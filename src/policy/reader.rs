//! Streaming reader for policy documents.
//!
//! The reader walks the XML once and reports every element it accepts to a [`ModelBuilder`].
//! It owns the concerns that are the same for every builder:
//!
//! - the element structure (`ThinModel` / `Assembly` / `Type` / `Member`, `TypeForwarder`)
//! - required attributes and the spelling of include statuses
//! - status inheritance from the enclosing element
//! - build filtering through an [`IncludePredicate`], which skips an element with its subtree
//!
//! ```xml
//! <ThinModel>
//!   <Assembly Name="System.Runtime" Status="ImplRoot">
//!     <Type Name="System.Object" Status="ApiRoot" SecurityTransparencyStatus="SafeCritical">
//!       <Member MemberType="Method" Name="#ctor" Status="ApiRoot"/>
//!       <Member Name="GetHashCode" Platform="win" Condition="FEATURE_X and not FEATURE_Y"/>
//!     </Type>
//!     <TypeForwarder AssemblyName="System.Private.CoreLib" TypeName="System.Action"/>
//!   </Assembly>
//! </ThinModel>
//! ```

use std::path::Path;

use log::debug;
use quick_xml::{
    events::{BytesStart, Event},
    Reader,
};

use crate::{
    file::Physical,
    policy::{
        document::{DocumentMember, DocumentType, DocumentTypeForwarder},
        filter::{into_policy_error, IncludeAll, IncludePredicate},
        IncludeStatus, MemberKind, SecurityTransparencyStatus, VisibilityOverride,
    },
    Error, Result,
};

/// Receives the elements of a policy document in document order.
///
/// Statuses passed in have already been inherited from the enclosing element. A builder is only
/// told about an element after its parent has been created.
pub trait ModelBuilder {
    /// An `<Assembly>` element
    ///
    /// # Errors
    /// Implementations reject elements they cannot store, e.g. duplicates.
    fn create_assembly(&mut self, name: &str, status: IncludeStatus) -> Result<()>;

    /// A `<Type>` element of `assembly`
    ///
    /// # Errors
    /// Implementations reject elements they cannot store, e.g. duplicates.
    fn create_type(&mut self, assembly: &str, node: DocumentType) -> Result<()>;

    /// A `<TypeForwarder>` element of `assembly`
    ///
    /// # Errors
    /// Implementations reject elements they cannot store, e.g. duplicates.
    fn create_type_forwarder(&mut self, assembly: &str, node: DocumentTypeForwarder) -> Result<()>;

    /// A `<Member>` element of type `type_name` in `assembly`
    ///
    /// # Errors
    /// Implementations reject elements they cannot store, e.g. duplicates.
    fn create_member(&mut self, assembly: &str, type_name: &str, node: DocumentMember) -> Result<()>;
}

#[derive(Debug)]
enum Scope {
    Document,
    Model,
    Assembly {
        name: String,
        status: IncludeStatus,
    },
    Type {
        assembly: String,
        name: String,
        status: IncludeStatus,
    },
    Leaf,
    Skipped,
}

/// Attribute values of one element
struct ElementAttributes<'e> {
    element: &'e str,
    values: Vec<(String, String)>,
}

impl<'e> ElementAttributes<'e> {
    fn read(element: &'e str, start: &BytesStart<'_>) -> Result<Self> {
        let mut values = Vec::new();
        for attribute in start.attributes() {
            let attribute = attribute?;
            let key = String::from_utf8_lossy(attribute.key.as_ref()).into_owned();
            let value = attribute.unescape_value()?.into_owned();
            values.push((key, value));
        }

        Ok(ElementAttributes { element, values })
    }

    fn get(&self, name: &str) -> Option<&str> {
        self.values
            .iter()
            .find(|(key, _)| key == name)
            .map(|(_, value)| value.as_str())
    }

    fn required(&self, name: &str) -> Result<&str> {
        self.get(name).ok_or_else(|| {
            Error::PolicyParse(format!(
                "Element <{}> is missing required attribute \"{}\"",
                self.element, name
            ))
        })
    }

    /// `Status`, falling back to the status of the enclosing element
    fn status(&self, inherited: IncludeStatus) -> Result<IncludeStatus> {
        match self.get("Status") {
            Some(value) => value
                .parse()
                .map_err(|_| Error::PolicyParse(format!("Unknown include status '{}'", value))),
            None => Ok(inherited),
        }
    }

    fn visibility(&self) -> VisibilityOverride {
        VisibilityOverride::parse(self.get("VO"))
    }

    fn security(&self, default: SecurityTransparencyStatus) -> SecurityTransparencyStatus {
        self.get("SecurityTransparencyStatus")
            .map_or(default, SecurityTransparencyStatus::parse)
    }

    fn applies<P: IncludePredicate>(&self, predicate: &P) -> Result<bool> {
        predicate
            .include(
                self.get("Platform"),
                self.get("Architecture"),
                self.get("Flavor"),
                self.get("Condition"),
            )
            .map_err(into_policy_error)
    }
}

/// Reads policy documents, filtering elements through a predicate.
///
/// # Examples
///
/// ```rust
/// use dottrim::policy::{BuildFilter, ModelReader, PolicyModel};
///
/// let xml = r#"<ThinModel>
///     <Assembly Name="A" Status="ImplRoot">
///       <Type Name="A.Everywhere"/>
///       <Type Name="A.UnixOnly" Platform="unix"/>
///     </Assembly>
///   </ThinModel>"#;
///
/// let mut policy = PolicyModel::new();
/// ModelReader::with_predicate(BuildFilter::new().platform("win")).read(xml, &mut policy)?;
///
/// let assembly = policy.get_assembly("A").unwrap();
/// assert!(assembly.get_type("A.Everywhere").is_some());
/// assert!(assembly.get_type("A.UnixOnly").is_none());
/// # Ok::<(), dottrim::Error>(())
/// ```
#[derive(Debug, Clone, Default)]
pub struct ModelReader<P = IncludeAll> {
    predicate: P,
}

impl ModelReader<IncludeAll> {
    /// A reader that accepts every element
    #[must_use]
    pub fn new() -> Self {
        ModelReader {
            predicate: IncludeAll,
        }
    }
}

impl<P: IncludePredicate> ModelReader<P> {
    /// A reader that skips elements `predicate` rejects
    pub fn with_predicate(predicate: P) -> Self {
        ModelReader { predicate }
    }

    /// Read the policy document at `path` into `builder`.
    ///
    /// # Errors
    /// Returns [`Error::FileError`] if the file cannot be read, and the errors of
    /// [`ModelReader::read`] otherwise.
    pub fn read_file<B: ModelBuilder>(&self, path: impl AsRef<Path>, builder: &mut B) -> Result<()> {
        let file = Physical::new(path)?;
        self.read(file.text()?, builder)
    }

    /// Read the policy document `xml` into `builder`.
    ///
    /// # Errors
    /// Returns [`Error::PolicyParse`] for unknown or misplaced elements, missing required
    /// attributes, unknown statuses, members without a status, and invalid conditions. XML
    /// syntax errors are returned as [`Error::Xml`]. Errors raised by `builder` are passed on.
    pub fn read<B: ModelBuilder>(&self, xml: &str, builder: &mut B) -> Result<()> {
        let mut reader = Reader::from_str(xml);
        reader.config_mut().trim_text(true);

        let mut scopes = vec![Scope::Document];
        loop {
            match reader.read_event()? {
                Event::Start(start) => {
                    let scope = self.open(&scopes, &start, builder)?;
                    scopes.push(scope);
                }
                Event::Empty(start) => {
                    self.open(&scopes, &start, builder)?;
                }
                Event::End(_) => {
                    if scopes.len() < 2 {
                        return Err(Error::PolicyParse("Unbalanced end tag".to_string()));
                    }
                    scopes.pop();
                }
                Event::Text(text) => {
                    return Err(Error::PolicyParse(format!(
                        "Unexpected text \"{}\" at position {}",
                        String::from_utf8_lossy(text.as_ref()),
                        reader.buffer_position()
                    )))
                }
                Event::CData(_) => {
                    return Err(Error::PolicyParse(format!(
                        "Unexpected CDATA section at position {}",
                        reader.buffer_position()
                    )))
                }
                Event::Eof => break,
                Event::Comment(_) | Event::Decl(_) | Event::PI(_) | Event::DocType(_) => {}
            }
        }

        if scopes.len() != 1 {
            return Err(Error::PolicyParse(
                "Unexpected end of document inside an element".to_string(),
            ));
        }

        Ok(())
    }

    /// Handle an opening tag inside `scopes` and return the scope it opens
    fn open<B: ModelBuilder>(
        &self,
        scopes: &[Scope],
        start: &BytesStart<'_>,
        builder: &mut B,
    ) -> Result<Scope> {
        let element = String::from_utf8_lossy(start.name().as_ref()).into_owned();
        let parent = scopes
            .last()
            .ok_or_else(|| malformed_error!("Reader scope stack is empty"))?;

        match (element.as_str(), parent) {
            ("xml" | "ThinModel", Scope::Document | Scope::Model) => Ok(Scope::Model),
            ("Assembly", Scope::Document | Scope::Model) => {
                let attributes = ElementAttributes::read(&element, start)?;
                let name = attributes.required("Name")?.to_string();
                let status = attributes.status(IncludeStatus::Inherit)?;

                if !attributes.applies(&self.predicate)? {
                    debug!("Skipping Assembly \"{}\" for this build", name);
                    return Ok(Scope::Skipped);
                }

                builder.create_assembly(&name, status)?;
                Ok(Scope::Assembly { name, status })
            }
            ("Type", Scope::Assembly { name: assembly, status: inherited }) => {
                let attributes = ElementAttributes::read(&element, start)?;
                let name = attributes.required("Name")?.to_string();
                let status = attributes.status(*inherited)?;

                if !attributes.applies(&self.predicate)? {
                    debug!("Skipping Type \"{}\" for this build", name);
                    return Ok(Scope::Skipped);
                }

                builder.create_type(
                    assembly,
                    DocumentType {
                        visibility: attributes.visibility(),
                        security: attributes.security(SecurityTransparencyStatus::Transparent),
                        ..DocumentType::new(&name, status)
                    },
                )?;
                Ok(Scope::Type {
                    assembly: assembly.clone(),
                    name,
                    status,
                })
            }
            ("TypeForwarder", Scope::Assembly { name: assembly, status: inherited }) => {
                let attributes = ElementAttributes::read(&element, start)?;
                let assembly_name = attributes.required("AssemblyName")?;
                let type_name = attributes.required("TypeName")?;
                let status = attributes.status(*inherited)?;

                if !attributes.applies(&self.predicate)? {
                    debug!("Skipping TypeForwarder \"{}\" for this build", type_name);
                    return Ok(Scope::Skipped);
                }

                builder.create_type_forwarder(
                    assembly,
                    DocumentTypeForwarder::new(assembly_name, type_name, status),
                )?;
                Ok(Scope::Leaf)
            }
            (
                "Member",
                Scope::Type {
                    assembly,
                    name: type_name,
                    status: inherited,
                },
            ) => {
                let attributes = ElementAttributes::read(&element, start)?;
                let name = attributes.required("Name")?;
                let status = attributes.status(*inherited)?;
                if status == IncludeStatus::Inherit {
                    return Err(Error::PolicyParse(format!(
                        "Specify include status for Member \"{}\" in Type \"{}\"",
                        name, type_name
                    )));
                }

                if !attributes.applies(&self.predicate)? {
                    debug!("Skipping Member \"{}\" of \"{}\" for this build", name, type_name);
                    return Ok(Scope::Skipped);
                }

                builder.create_member(
                    assembly,
                    type_name,
                    DocumentMember {
                        return_type: attributes.get("ReturnType").map(str::to_string),
                        visibility: attributes.visibility(),
                        security: attributes.security(SecurityTransparencyStatus::Undefined),
                        ..DocumentMember::new(MemberKind::parse(attributes.get("MemberType")), name, status)
                    },
                )?;
                Ok(Scope::Leaf)
            }
            ("Type" | "TypeForwarder" | "Member", Scope::Skipped) => Ok(Scope::Skipped),
            ("xml" | "ThinModel" | "Assembly" | "Type" | "TypeForwarder" | "Member", _) => Err(
                Error::PolicyParse(format!("Element <{}> is not allowed here", element)),
            ),
            _ => Err(Error::PolicyParse(format!("Unknown element <{}>", element))),
        }
    }
}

● ● ●

* [EXERCISE]: Copy the stretch of the records above that runs from the line with "use std::path::Path;" through the line with "fn create_assembly(&mut self, name: &str, status: IncludeStatus)". Both end lines belong in the copy, and nothing else does.

* [YOUR SOLUTION]:
use std::path::Path;

use log::debug;
use quick_xml::{
    events::{BytesStart, Event},
    Reader,
};

use crate::{
    file::Physical,
    policy::{
        document::{DocumentMember, DocumentType, DocumentTypeForwarder},
        filter::{into_policy_error, IncludeAll, IncludePredicate},
        IncludeStatus, MemberKind, SecurityTransparencyStatus, VisibilityOverride,
    },
    Error, Result,
};

/// Receives the elements of a policy document in document order.
///
/// Statuses passed in have already been inherited from the enclosing element. A builder is only
/// told about an element after its parent has been created.
pub trait ModelBuilder {
    /// An `<Assembly>` element
    ///
    /// # Errors
    /// Implementations reject elements they cannot store, e.g. duplicates.
    fn create_assembly(&mut self, name: &str, status: IncludeStatus) -> Result<()>;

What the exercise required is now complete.